▸ Task material
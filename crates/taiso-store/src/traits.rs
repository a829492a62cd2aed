//! Store trait definitions

use async_trait::async_trait;
use taiso_api::ExerciseRecord;

use crate::StoreResult;

/// Visitor called once per stored date key
pub type RecordVisitor<'a> = dyn FnMut(&str, &[ExerciseRecord]) + Send + 'a;

/// Date-keyed record storage
#[async_trait]
pub trait RecordStorage: Send + Sync {
    /// Get the list stored under `key`, `None` if the key is absent
    async fn get(&self, key: &str) -> StoreResult<Option<Vec<ExerciseRecord>>>;

    /// Replace the list stored under `key`, returning what was written
    async fn set(&self, key: &str, records: Vec<ExerciseRecord>) -> StoreResult<Vec<ExerciseRecord>>;

    /// Visit every stored `(key, records)` pair in key order
    async fn iterate(&self, visit: &mut RecordVisitor<'_>) -> StoreResult<()>;

    /// All stored keys in ascending order
    async fn keys(&self) -> StoreResult<Vec<String>> {
        let mut keys = Vec::new();
        self.iterate(&mut |key: &str, _: &[ExerciseRecord]| keys.push(key.to_string()))
            .await?;
        Ok(keys)
    }

    /// Check if storage is healthy
    fn is_healthy(&self) -> bool {
        true
    }
}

▸ Requirement
Show the lines of the records above that mention "iterate".

▸ Answer box
    async fn iterate(&self, visit: &mut RecordVisitor<'_>) -> StoreResult<()>;
        self.iterate(&mut |key: &str, _: &[ExerciseRecord]| keys.push(key.to_string()))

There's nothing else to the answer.